Non è che non mi vada di guardare un film assieme a voi, o di leggere un libro facendo le voci. Di sprofondare nel divano con il gatto sulle cosce e di sgranocchiare bruscolini dallo stesso sacchetto, mentre ridiamo o cantiamo a voce alta. Mentre ci stringiamo sotto una coperta, consapevoli e grati perché ci siamo, perché stiamo insieme e stiamo bene. Perché siamo felici. È solo che se non faccio adesso le cose che devo fare, domani saranno raddoppiate, e diventeranno talmente pesanti da schiacciarmi il petto e annebbiarmi i pensieri.

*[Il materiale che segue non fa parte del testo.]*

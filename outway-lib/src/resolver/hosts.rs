//! Static hosts resolver. Compiles `cfg.hosts[]` into an exact-match map
//! plus a suffix-indexed structure.

use std::collections::HashMap;

use arc_swap::ArcSwap;
use async_trait::async_trait;
use hickory_proto::op::Message;
use hickory_proto::rr::rdata::{A, AAAA};
use hickory_proto::rr::{Name, RData, Record, RecordType};

use super::{QueryContext, Resolver, ResolverOutcome};
use crate::error::Result;
use crate::types::{HostsEntryConfig, Question, SourceTag};

struct CompiledEntry {
    a: Vec<std::net::Ipv4Addr>,
    aaaa: Vec<std::net::Ipv6Addr>,
    ttl: u32,
}

/// Exact names and `*.suffix` patterns compiled separately so lookup can
/// try exact match first, then the longest matching suffix.
struct Compiled {
    exact: HashMap<String, CompiledEntry>,
    suffixes: Vec<(String, CompiledEntry)>,
}

impl Compiled {
    fn build(entries: &[HostsEntryConfig]) -> Self {
        let mut exact = HashMap::new();
        let mut suffixes = Vec::new();
        for entry in entries {
            let compiled = CompiledEntry {
                a: entry.a.clone(),
                aaaa: entry.aaaa.clone(),
                ttl: entry.ttl,
            };
            if let Some(suffix) = entry.pattern.strip_prefix("*.") {
                suffixes.push((suffix.to_ascii_lowercase(), compiled));
            } else {
                exact.insert(Question::normalize_name(&entry.pattern), compiled);
            }
        }
        suffixes.sort_by(|a, b| b.0.len().cmp(&a.0.len()));
        Self { exact, suffixes }
    }

    fn lookup(&self, name: &str) -> Option<&CompiledEntry> {
        if let Some(e) = self.exact.get(name) {
            return Some(e);
        }
        self.suffixes
            .iter()
            .find(|(suffix, _)| {
                name.len() > suffix.len() && name.ends_with(suffix.as_str()) && name.as_bytes()[name.len() - suffix.len() - 1] == b'.'
            })
            .map(|(_, e)| e)
    }
}

/// Reloadable via `ArcSwap` so a `SIGHUP` config reload recompiles the
/// exact/suffix tables without disturbing in-flight lookups.
pub struct HostsResolver {
    compiled: ArcSwap<Compiled>,
}

impl HostsResolver {
    pub fn new(entries: &[HostsEntryConfig]) -> Self {
        Self {
            compiled: ArcSwap::from_pointee(Compiled::build(entries)),
        }
    }

    pub fn reload(&self, entries: &[HostsEntryConfig]) {
        self.compiled.store(std::sync::Arc::new(Compiled::build(entries)));
    }
}

#[async_trait]
impl Resolver for HostsResolver {
    async fn resolve(&self, _ctx: &QueryContext, q: &Question) -> Result<Option<ResolverOutcome>> {
        let compiled = self.compiled.load();
        let Some(entry) = compiled.lookup(&q.name) else {
            return Ok(None);
        };

        let name = Name::from_ascii(&q.name).unwrap_or_else(|_| Name::root());
        let mut message = Message::new();
        message.set_authoritative(true);

        match q.qtype {
            RecordType::A if !entry.a.is_empty() => {
                for ip in &entry.a {
                    message.add_answer(Record::from_rdata(name.clone(), entry.ttl, RData::A(A(*ip))));
                }
            }
            RecordType::AAAA if !entry.aaaa.is_empty() => {
                for ip in &entry.aaaa {
                    message.add_answer(Record::from_rdata(name.clone(), entry.ttl, RData::AAAA(AAAA(*ip))));
                }
            }
            _ => return Ok(None),
        }

        Ok(Some(ResolverOutcome {
            message,
            source: SourceTag::Hosts,
        }))
    }
}

#[cfg(test)]
mod tests {
    use super::*;
    use std::time::{Duration, Instant};

    fn ctx() -> QueryContext {
        QueryContext::new(Instant::now() + Duration::from_secs(1))
    }

    #[tokio::test]
    async fn exact_match_wins_over_suffix() {
        let entries = vec![
            HostsEntryConfig {
                pattern: "*.example.com".into(),
                a: vec!["10.0.0.1".parse().unwrap()],
                aaaa: vec![],
                ttl: 300,
            },
            HostsEntryConfig {
                pattern: "foo.example.com".into(),
                a: vec!["10.0.0.2".parse().unwrap()],
                aaaa: vec![],
                ttl: 300,
            },
        ];
        let resolver = HostsResolver::new(&entries);
        let q = Question::new("foo.example.com", RecordType::A);
        let outcome = resolver.resolve(&ctx(), &q).await.unwrap().unwrap();
        let RData::A(ip) = outcome.message.answers()[0].data() else {
            panic!("expected A record");
        };
        assert_eq!(ip.0, "10.0.0.2".parse::<std::net::Ipv4Addr>().unwrap());
    }

    #[tokio::test]
    async fn bare_suffix_does_not_match() {
        let entries = vec![HostsEntryConfig {
            pattern: "*.example.com".into(),
            a: vec!["10.0.0.1".parse().unwrap()],
            aaaa: vec![],
            ttl: 300,
        }];
        let resolver = HostsResolver::new(&entries);
        let q = Question::new("example.com", RecordType::A);
        assert!(resolver.resolve(&ctx(), &q).await.unwrap().is_none());
    }

    #[tokio::test]
    async fn reload_replaces_compiled_tables() {
        let resolver = HostsResolver::new(&[HostsEntryConfig {
            pattern: "foo.example.com".into(),
            a: vec!["10.0.0.1".parse().unwrap()],
            aaaa: vec![],
            ttl: 300,
        }]);
        let q = Question::new("bar.example.com", RecordType::A);
        assert!(resolver.resolve(&ctx(), &q).await.unwrap().is_none());

        resolver.reload(&[HostsEntryConfig {
            pattern: "bar.example.com".into(),
            a: vec!["10.0.0.9".parse().unwrap()],
            aaaa: vec![],
            ttl: 300,
        }]);
        assert!(resolver.resolve(&ctx(), &q).await.unwrap().is_some());
    }

    #[tokio::test]
    async fn unrelated_name_not_applicable() {
        let entries = vec![HostsEntryConfig {
            pattern: "foo.example.com".into(),
            a: vec!["10.0.0.1".parse().unwrap()],
            aaaa: vec![],
            ttl: 300,
        }];
        let resolver = HostsResolver::new(&entries);
        let q = Question::new("bar.example.com", RecordType::A);
        assert!(resolver.resolve(&ctx(), &q).await.unwrap().is_none());
    }
}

È solo che se mi concedo questo tempo con voi, dovrò inventarne altro per tutto il resto, e davvero non sarei capace. Non ne avrei la forza.
Non siamo genitori di figli piccoli che per una manciata di anni. Una piccola pila di lune che ogni mese si assottiglia sotto i nostri occhi, affaticati dal sonno mancante, dalle preoccupazioni, dalle responsabilità che si accumulano e ci sopraffanno. In queste poche decine di lune dovremmo poter vivere nella costante consapevolezza, nella certezza inaffondabile che i nostri bambini sono la nostra priorità assoluta. Che stare insieme a loro – starci davvero – dovrebbe essere l’obiettivo temporaneo delle nostre vite, non solo perché i nostri figli ne hanno bisogno e ce lo chiedono a gran voce, ma perché fa bene a noi, anche se non sempre ce ne rendiamo conto. E invece siamo oberati e schiacciati. Distratti, contesi. Distrutti da ritmi quotidiani innaturali e insostenibili, dalla dipendenza dai social, da uno stile di vita insensato e deprimente, da tutto quello che ci hanno convinto significhi essere adulti e genitori “responsabili”: guadagnare bene, avere una bella casa in ordine, aderire a certi canoni sociali, vivere con certi standard. E l’unica soluzione possibile, laddove ci sia una qualche soluzione, sembra essere quella di rinunciare a starci, insieme ai bambini. Di delegare la nostra presenza ad altri, così che noi possiamo “serenamente” occuparci del resto. Peccato che presto questi figli smetteranno di chiederci ascolto e presenza, smetteranno di avere cose da dirci, giochi da condividere, libri da farsi leggere. Speriamo che a noi e alle nostre responsabili vite da adulti, alla fine della giostra, non resti solo un gigantesco rimpianto.